Exercise requirements | Whenever a line of the listing contains the string "MemoryKeyValueStore", return that line.

Available data |

━━━━

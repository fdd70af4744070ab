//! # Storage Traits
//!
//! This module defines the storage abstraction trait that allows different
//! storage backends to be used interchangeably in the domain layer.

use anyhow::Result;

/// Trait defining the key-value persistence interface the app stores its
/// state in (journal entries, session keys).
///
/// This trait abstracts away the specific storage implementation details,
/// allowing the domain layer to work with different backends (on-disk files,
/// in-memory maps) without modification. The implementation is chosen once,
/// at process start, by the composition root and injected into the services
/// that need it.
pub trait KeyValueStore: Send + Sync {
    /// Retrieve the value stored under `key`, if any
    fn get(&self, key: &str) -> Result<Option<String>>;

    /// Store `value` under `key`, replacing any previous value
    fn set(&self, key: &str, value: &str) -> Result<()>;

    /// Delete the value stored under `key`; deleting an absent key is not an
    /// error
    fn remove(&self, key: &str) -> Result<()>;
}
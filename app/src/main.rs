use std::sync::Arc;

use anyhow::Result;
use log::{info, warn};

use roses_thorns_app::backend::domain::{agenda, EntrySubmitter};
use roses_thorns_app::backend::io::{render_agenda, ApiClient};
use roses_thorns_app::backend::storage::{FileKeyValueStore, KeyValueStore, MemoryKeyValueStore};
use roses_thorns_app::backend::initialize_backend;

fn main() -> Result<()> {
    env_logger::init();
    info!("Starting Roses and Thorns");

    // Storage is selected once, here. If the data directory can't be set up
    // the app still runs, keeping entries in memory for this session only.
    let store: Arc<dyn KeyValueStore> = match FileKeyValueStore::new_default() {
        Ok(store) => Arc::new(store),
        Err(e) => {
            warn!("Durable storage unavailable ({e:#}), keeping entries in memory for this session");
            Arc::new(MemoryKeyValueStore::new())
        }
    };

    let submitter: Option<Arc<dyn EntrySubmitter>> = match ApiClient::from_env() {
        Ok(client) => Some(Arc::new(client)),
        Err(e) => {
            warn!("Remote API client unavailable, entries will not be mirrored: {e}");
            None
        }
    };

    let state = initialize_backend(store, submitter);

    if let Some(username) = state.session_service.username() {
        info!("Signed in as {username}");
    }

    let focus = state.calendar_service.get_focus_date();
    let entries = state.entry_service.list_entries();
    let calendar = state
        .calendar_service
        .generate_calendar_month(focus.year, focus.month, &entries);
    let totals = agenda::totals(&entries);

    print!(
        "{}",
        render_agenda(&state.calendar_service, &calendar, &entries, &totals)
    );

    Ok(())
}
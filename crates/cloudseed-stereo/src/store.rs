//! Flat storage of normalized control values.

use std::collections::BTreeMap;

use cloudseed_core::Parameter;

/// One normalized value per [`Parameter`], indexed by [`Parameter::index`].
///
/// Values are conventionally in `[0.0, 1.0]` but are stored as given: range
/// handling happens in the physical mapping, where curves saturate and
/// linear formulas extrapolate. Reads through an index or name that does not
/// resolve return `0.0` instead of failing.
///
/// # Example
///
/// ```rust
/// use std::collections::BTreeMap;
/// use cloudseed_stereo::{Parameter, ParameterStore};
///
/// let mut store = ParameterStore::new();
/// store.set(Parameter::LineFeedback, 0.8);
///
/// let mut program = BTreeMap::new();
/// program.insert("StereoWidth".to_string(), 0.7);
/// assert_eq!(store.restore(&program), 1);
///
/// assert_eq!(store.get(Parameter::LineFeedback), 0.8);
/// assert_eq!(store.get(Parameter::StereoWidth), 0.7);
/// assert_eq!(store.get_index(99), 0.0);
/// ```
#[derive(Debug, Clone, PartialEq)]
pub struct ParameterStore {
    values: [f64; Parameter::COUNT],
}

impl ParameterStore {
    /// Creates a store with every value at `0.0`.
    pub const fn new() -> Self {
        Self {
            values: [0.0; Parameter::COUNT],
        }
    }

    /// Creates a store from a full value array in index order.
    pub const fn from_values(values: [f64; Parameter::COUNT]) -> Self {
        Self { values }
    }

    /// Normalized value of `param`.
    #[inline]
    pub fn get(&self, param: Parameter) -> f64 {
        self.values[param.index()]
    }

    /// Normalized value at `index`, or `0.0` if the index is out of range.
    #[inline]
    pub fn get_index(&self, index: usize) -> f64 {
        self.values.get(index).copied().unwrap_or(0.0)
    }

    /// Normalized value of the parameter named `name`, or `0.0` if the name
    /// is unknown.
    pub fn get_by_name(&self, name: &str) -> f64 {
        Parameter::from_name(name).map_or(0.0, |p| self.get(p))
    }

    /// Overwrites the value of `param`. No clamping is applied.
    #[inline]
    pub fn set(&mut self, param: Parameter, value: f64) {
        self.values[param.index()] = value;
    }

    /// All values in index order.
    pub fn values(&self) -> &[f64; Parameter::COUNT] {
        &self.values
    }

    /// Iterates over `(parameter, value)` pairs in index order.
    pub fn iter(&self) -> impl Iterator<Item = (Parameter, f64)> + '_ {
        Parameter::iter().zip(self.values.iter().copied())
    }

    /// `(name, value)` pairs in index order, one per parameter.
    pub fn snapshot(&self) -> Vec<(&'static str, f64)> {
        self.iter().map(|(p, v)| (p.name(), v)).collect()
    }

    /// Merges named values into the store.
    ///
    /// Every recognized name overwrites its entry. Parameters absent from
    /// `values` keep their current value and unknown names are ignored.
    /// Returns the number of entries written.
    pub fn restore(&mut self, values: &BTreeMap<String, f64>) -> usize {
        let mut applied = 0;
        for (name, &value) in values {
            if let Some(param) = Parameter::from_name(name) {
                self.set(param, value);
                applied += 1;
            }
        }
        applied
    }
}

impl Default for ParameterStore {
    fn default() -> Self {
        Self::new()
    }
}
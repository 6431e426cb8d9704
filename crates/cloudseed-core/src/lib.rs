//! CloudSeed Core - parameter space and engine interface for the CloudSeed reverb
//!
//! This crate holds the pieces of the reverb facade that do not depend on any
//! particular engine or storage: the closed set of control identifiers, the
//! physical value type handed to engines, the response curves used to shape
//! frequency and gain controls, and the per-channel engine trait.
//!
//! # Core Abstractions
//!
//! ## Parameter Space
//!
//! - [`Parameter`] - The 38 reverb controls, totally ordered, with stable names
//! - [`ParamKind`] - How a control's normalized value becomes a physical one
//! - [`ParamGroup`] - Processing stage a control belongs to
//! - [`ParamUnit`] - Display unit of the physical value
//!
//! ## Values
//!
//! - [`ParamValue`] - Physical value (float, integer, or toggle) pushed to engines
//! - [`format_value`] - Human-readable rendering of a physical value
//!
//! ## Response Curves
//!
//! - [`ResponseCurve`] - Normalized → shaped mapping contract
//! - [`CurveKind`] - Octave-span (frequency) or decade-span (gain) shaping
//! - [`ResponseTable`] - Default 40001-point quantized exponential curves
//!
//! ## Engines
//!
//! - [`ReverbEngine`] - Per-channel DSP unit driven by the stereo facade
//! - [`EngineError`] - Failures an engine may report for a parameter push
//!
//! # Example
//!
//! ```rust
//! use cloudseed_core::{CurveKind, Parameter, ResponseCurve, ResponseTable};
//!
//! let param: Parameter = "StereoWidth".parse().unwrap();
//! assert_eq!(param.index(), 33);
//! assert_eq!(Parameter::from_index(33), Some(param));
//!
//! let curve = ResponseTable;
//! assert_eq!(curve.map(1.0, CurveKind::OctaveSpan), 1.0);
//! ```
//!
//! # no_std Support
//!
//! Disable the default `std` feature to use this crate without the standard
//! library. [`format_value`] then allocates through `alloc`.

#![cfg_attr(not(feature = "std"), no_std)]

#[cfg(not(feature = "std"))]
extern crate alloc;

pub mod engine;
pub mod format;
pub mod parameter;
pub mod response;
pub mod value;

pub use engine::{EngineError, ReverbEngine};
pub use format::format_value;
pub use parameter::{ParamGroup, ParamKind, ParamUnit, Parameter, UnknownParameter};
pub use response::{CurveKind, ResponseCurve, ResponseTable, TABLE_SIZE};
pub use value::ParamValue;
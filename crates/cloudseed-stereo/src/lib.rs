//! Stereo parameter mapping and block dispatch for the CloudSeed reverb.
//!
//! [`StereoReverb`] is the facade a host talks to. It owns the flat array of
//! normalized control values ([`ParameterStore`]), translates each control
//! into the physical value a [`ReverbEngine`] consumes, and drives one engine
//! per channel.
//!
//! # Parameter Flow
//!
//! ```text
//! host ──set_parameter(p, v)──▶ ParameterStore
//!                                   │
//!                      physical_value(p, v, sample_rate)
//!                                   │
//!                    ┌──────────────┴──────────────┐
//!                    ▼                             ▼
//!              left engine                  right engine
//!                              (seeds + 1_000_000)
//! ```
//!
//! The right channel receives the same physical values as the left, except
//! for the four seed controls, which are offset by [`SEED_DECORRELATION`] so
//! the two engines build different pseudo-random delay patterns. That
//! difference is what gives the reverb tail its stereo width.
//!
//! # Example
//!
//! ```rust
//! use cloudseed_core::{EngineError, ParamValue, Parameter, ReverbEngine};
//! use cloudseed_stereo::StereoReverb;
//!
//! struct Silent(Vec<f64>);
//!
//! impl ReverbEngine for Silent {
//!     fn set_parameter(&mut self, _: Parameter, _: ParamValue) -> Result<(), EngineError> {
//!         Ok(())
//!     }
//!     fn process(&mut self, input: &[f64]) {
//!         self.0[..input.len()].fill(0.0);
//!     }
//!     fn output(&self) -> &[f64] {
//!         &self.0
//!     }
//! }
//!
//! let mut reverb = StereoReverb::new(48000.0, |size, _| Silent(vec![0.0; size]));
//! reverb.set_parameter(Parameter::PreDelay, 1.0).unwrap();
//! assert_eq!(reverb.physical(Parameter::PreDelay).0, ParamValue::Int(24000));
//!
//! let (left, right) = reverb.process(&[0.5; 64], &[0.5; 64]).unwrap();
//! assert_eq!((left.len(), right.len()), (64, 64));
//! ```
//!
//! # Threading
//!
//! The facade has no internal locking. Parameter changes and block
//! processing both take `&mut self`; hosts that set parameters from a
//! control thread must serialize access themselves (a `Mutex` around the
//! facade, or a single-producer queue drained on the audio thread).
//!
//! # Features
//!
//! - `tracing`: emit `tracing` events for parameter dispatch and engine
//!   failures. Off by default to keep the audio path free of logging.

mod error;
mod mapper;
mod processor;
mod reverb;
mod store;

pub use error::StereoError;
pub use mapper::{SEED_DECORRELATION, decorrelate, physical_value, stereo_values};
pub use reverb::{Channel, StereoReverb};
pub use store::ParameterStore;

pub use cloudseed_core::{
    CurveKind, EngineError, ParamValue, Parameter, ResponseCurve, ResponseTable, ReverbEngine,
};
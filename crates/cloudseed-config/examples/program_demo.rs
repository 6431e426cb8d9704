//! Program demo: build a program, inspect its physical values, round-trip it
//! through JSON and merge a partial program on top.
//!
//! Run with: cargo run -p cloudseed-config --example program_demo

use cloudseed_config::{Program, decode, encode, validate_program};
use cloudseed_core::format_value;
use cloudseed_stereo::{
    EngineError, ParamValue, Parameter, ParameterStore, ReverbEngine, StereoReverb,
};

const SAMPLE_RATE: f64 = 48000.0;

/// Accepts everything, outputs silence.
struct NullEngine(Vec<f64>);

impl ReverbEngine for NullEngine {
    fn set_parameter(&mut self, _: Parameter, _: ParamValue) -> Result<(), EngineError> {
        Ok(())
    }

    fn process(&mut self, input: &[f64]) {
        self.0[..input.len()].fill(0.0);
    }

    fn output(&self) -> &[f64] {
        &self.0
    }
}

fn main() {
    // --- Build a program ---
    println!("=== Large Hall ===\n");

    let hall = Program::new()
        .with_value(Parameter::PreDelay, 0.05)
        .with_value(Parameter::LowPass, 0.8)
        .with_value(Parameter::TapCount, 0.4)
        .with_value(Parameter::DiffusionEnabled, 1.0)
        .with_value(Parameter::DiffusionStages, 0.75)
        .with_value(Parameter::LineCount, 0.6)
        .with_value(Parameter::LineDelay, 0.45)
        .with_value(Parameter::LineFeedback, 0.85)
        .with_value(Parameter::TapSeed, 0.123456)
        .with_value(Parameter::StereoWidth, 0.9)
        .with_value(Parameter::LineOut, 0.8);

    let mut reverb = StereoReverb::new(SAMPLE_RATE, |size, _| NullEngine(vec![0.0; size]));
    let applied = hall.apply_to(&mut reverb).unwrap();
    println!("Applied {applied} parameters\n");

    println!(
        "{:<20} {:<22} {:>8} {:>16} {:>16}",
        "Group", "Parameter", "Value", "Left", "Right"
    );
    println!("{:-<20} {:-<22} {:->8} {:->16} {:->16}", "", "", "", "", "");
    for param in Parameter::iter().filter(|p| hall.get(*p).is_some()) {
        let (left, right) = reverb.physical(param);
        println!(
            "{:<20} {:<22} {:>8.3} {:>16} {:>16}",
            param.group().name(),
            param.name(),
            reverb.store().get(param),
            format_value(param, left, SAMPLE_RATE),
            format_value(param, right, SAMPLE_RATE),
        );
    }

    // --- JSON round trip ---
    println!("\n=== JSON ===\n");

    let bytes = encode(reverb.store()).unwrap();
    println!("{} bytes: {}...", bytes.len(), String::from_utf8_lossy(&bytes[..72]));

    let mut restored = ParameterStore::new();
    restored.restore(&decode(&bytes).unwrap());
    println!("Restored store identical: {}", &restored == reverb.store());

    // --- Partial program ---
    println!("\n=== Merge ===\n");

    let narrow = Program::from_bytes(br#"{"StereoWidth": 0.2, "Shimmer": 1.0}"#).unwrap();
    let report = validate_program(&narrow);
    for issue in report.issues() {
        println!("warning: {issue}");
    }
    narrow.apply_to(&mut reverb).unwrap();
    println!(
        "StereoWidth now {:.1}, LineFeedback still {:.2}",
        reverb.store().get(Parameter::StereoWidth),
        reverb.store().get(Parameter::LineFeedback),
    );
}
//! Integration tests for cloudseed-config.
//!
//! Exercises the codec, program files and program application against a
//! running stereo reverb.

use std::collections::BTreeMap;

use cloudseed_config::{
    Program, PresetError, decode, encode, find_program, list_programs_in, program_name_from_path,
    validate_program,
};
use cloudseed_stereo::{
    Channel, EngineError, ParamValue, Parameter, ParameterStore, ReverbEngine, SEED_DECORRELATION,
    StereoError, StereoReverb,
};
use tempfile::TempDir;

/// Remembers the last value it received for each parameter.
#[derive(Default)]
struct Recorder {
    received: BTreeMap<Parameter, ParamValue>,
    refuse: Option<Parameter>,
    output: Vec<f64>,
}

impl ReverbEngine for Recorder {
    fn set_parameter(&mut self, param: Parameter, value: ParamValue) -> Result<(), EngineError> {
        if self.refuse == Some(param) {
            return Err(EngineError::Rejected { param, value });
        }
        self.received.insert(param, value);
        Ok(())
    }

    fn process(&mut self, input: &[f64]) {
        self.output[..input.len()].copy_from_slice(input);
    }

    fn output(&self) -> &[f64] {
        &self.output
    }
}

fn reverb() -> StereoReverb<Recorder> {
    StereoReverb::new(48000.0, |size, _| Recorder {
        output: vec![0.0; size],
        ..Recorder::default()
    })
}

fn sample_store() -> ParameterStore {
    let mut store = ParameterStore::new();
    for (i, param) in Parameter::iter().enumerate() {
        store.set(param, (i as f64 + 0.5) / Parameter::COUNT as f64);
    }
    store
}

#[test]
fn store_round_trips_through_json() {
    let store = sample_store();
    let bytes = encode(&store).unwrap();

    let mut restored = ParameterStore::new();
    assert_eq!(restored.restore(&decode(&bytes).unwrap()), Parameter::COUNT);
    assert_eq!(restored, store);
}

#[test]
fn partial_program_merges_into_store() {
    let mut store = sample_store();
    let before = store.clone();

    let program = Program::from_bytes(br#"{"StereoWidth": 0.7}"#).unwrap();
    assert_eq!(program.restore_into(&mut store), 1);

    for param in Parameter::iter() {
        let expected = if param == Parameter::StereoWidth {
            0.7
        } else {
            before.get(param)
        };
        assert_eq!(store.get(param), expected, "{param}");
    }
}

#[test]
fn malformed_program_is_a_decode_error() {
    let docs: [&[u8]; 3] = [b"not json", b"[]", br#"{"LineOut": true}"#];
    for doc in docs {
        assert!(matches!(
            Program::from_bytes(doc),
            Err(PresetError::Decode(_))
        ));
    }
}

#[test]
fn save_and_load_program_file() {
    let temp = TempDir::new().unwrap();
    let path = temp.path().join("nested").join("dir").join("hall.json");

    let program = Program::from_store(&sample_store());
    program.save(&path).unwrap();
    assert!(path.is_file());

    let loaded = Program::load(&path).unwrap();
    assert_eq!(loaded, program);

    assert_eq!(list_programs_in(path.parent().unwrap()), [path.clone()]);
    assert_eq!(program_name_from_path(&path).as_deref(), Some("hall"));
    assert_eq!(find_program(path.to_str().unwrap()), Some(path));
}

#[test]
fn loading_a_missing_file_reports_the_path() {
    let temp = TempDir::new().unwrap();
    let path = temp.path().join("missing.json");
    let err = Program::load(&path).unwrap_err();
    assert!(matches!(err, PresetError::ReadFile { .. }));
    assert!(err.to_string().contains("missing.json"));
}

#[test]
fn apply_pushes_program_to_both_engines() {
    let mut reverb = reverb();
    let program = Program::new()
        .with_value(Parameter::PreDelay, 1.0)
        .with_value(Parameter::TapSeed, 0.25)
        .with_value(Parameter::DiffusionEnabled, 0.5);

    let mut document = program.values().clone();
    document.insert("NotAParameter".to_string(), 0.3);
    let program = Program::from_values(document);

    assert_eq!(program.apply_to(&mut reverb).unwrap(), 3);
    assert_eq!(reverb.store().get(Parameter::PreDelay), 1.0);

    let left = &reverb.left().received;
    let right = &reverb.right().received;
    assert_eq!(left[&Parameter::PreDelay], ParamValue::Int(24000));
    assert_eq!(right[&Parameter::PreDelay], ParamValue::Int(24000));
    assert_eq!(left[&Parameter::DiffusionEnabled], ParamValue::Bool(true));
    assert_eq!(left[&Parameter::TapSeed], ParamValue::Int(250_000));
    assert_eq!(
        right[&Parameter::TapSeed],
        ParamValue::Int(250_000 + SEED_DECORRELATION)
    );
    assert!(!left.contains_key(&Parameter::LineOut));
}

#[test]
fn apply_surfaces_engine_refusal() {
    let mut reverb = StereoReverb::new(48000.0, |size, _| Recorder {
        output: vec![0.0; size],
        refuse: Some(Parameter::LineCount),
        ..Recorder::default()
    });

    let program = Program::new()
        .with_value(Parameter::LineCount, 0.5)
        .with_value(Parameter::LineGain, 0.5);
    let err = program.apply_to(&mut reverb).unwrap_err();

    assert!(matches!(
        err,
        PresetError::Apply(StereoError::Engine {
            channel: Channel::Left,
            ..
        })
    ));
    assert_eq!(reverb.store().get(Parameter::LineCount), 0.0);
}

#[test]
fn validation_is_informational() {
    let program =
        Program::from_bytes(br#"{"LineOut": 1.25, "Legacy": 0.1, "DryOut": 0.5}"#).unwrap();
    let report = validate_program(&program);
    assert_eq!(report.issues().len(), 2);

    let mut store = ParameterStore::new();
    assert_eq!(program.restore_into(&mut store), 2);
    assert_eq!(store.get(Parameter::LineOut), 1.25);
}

━━━━

Task answer |
use roses_thorns_app::backend::storage::{FileKeyValueStore, KeyValueStore, MemoryKeyValueStore};
            Arc::new(MemoryKeyValueStore::new())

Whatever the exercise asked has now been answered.